Harnett T. Kane, writing from New Orleans, tells of American Harriet Ely Blackford, of a patrician Virginia family, who in 1874 had agreed to marry Duke Nicholas of Russia, nephew of the Tsar, to the consternation of the Romanov Government. As a result, after failing to dissuade both of the marriage, Duke Nicholas was arrested and eventually forced into permanent exile and Ms. Blackford was held incommunicado in prison and threatened with being sent to Siberia. Eventually, she was released through American diplomatic intervention, but only after being forced as a condition to turn over the documents of Duke Nicholas in her possession. She continued to be followed by the Russians after she went to France, Belgium and Italy. Eventually, she wrote her own version of the incident.

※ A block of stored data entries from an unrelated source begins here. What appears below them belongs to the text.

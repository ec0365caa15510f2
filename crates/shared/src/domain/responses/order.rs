use crate::model::{OrderItemRecord, OrderRecord};
use chrono::{DateTime, Utc};
use serde::{Deserialize, Serialize};
use utoipa::ToSchema;
use uuid::Uuid;

#[derive(Debug, Clone, PartialEq, Serialize, Deserialize, ToSchema)]
pub struct CustomerResponse {
    pub name: Option<String>,
    pub email: Option<String>,
    pub phone: Option<String>,
}

#[derive(Debug, Clone, PartialEq, Serialize, Deserialize, ToSchema)]
pub struct MenuItemRef {
    pub name: Option<String>,
}

#[derive(Debug, Clone, PartialEq, Serialize, Deserialize, ToSchema)]
pub struct OrderItemResponse {
    pub id: Uuid,
    pub order_id: Uuid,
    pub menu_item_id: Option<Uuid>,
    pub quantity: i32,
    pub unit_price: Option<f64>,
    pub total_price: Option<f64>,
    pub menu_item: Option<MenuItemRef>,
}

impl From<OrderItemRecord> for OrderItemResponse {
    fn from(value: OrderItemRecord) -> Self {
        let menu_item = value.menu_item_ref.map(|_| MenuItemRef {
            name: value.menu_item_name,
        });

        OrderItemResponse {
            id: value.id,
            order_id: value.order_id,
            menu_item_id: value.menu_item_id,
            quantity: value.quantity,
            unit_price: value.unit_price,
            total_price: value.total_price,
            menu_item,
        }
    }
}

#[derive(Debug, Clone, PartialEq, Serialize, Deserialize, ToSchema)]
pub struct OrderResponse {
    pub id: Uuid,
    pub customer_id: Option<Uuid>,
    pub status: String,
    pub subtotal: Option<f64>,
    pub discount_amount: Option<f64>,
    pub total: Option<f64>,
    pub delivery_address: Option<String>,
    pub notes: Option<String>,
    pub created_at: DateTime<Utc>,
    pub updated_at: Option<DateTime<Utc>>,
    pub customer: Option<CustomerResponse>,
    pub order_items: Vec<OrderItemResponse>,
}

impl OrderResponse {
    pub fn from_records(order: OrderRecord, items: Vec<OrderItemRecord>) -> Self {
        let customer = order.customer_ref.map(|_| CustomerResponse {
            name: order.customer_name,
            email: order.customer_email,
            phone: order.customer_phone,
        });

        OrderResponse {
            id: order.id,
            customer_id: order.customer_id,
            status: order.status,
            subtotal: order.subtotal,
            discount_amount: order.discount_amount,
            total: order.total,
            delivery_address: order.delivery_address,
            notes: order.notes,
            created_at: order.created_at,
            updated_at: order.updated_at,
            customer,
            order_items: items.into_iter().map(OrderItemResponse::from).collect(),
        }
    }

    /// Last eight characters of the id, upper-cased, as shown to staff.
    pub fn short_id(&self) -> String {
        let id = self.id.to_string();
        id[id.len() - 8..].to_uppercase()
    }

    pub fn customer_name(&self) -> Option<&str> {
        self.customer.as_ref().and_then(|c| c.name.as_deref())
    }

    pub fn customer_email(&self) -> Option<&str> {
        self.customer.as_ref().and_then(|c| c.email.as_deref())
    }

    pub fn customer_phone(&self) -> Option<&str> {
        self.customer.as_ref().and_then(|c| c.phone.as_deref())
    }
}

/// Body of a successful `GET /api/orders`.
#[derive(Debug, Clone, Serialize, Deserialize, ToSchema)]
pub struct OrderListResponse {
    pub data: Vec<OrderResponse>,
}

/// Body of a successful `PATCH /api/orders`.
#[derive(Debug, Clone, Serialize, Deserialize, ToSchema)]
pub struct SuccessResponse {
    pub success: bool,
}

#[cfg(test)]
mod tests {
    use super::*;

    fn record(customer: bool) -> OrderRecord {
        OrderRecord {
            id: Uuid::parse_str("5d0c7a0e-3b7f-4b8e-9a51-2f7c1f0a9b11").unwrap(),
            customer_id: Some(Uuid::new_v4()),
            status: "pending".into(),
            subtotal: Some(20.0),
            discount_amount: Some(0.0),
            total: Some(20.0),
            delivery_address: None,
            notes: None,
            created_at: Utc::now(),
            updated_at: None,
            customer_ref: customer.then(Uuid::new_v4),
            customer_name: customer.then(|| "Ana".to_string()),
            customer_email: customer.then(|| "ana@example.com".to_string()),
            customer_phone: None,
        }
    }

    #[test]
    fn missing_join_serializes_as_null() {
        let order = OrderResponse::from_records(record(false), vec![]);
        let json = serde_json::to_value(&order).unwrap();

        assert!(json["customer"].is_null());
        assert_eq!(json["order_items"], serde_json::json!([]));
    }

    #[test]
    fn nested_customer_and_menu_item() {
        let order_id = Uuid::new_v4();
        let item = OrderItemRecord {
            id: Uuid::new_v4(),
            order_id,
            menu_item_id: None,
            quantity: 2,
            unit_price: Some(5.0),
            total_price: Some(10.0),
            menu_item_ref: Some(Uuid::new_v4()),
            menu_item_name: Some("Nasi Goreng".into()),
        };

        let order = OrderResponse::from_records(record(true), vec![item]);
        let json = serde_json::to_value(&order).unwrap();

        assert_eq!(json["customer"]["name"], "Ana");
        assert_eq!(json["order_items"][0]["menu_item"]["name"], "Nasi Goreng");
        assert_eq!(json["order_items"][0]["quantity"], 2);
    }

    #[test]
    fn short_id_is_last_eight_upper() {
        let order = OrderResponse::from_records(record(false), vec![]);
        assert_eq!(order.short_id(), "1F0A9B11");
    }
}
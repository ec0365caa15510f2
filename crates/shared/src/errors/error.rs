use serde::{Deserialize, Serialize};
use utoipa::ToSchema;

/// Flat error body returned by every endpoint.
#[derive(Debug, Clone, Serialize, Deserialize, ToSchema)]
pub struct ErrorResponse {
    pub error: String,
}

impl ErrorResponse {
    pub fn new(error: impl Into<String>) -> Self {
        Self {
            error: error.into(),
        }
    }
}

Just why this appears is a question, as it hardly connects with modern Russia under the Communists except vaguely to suggest some of the same tactics used in Czarist Russia, as if to say: "Them Rooskies is always the same."

Drew Pearson tells of Senator Brien McMahon of Connecticut having recently bumped into his close friend, Justice Felix Frankfurter of the Supreme Court, who told him, upon inquiry, that Secretary of State Acheson was being so cautious of late with the Russians because he was punch-drunk and timid from the criticism on Capitol Hill, fearful that if he submitted to peace gestures being offered by the Russians, he would be subject to being labeled an appeaser.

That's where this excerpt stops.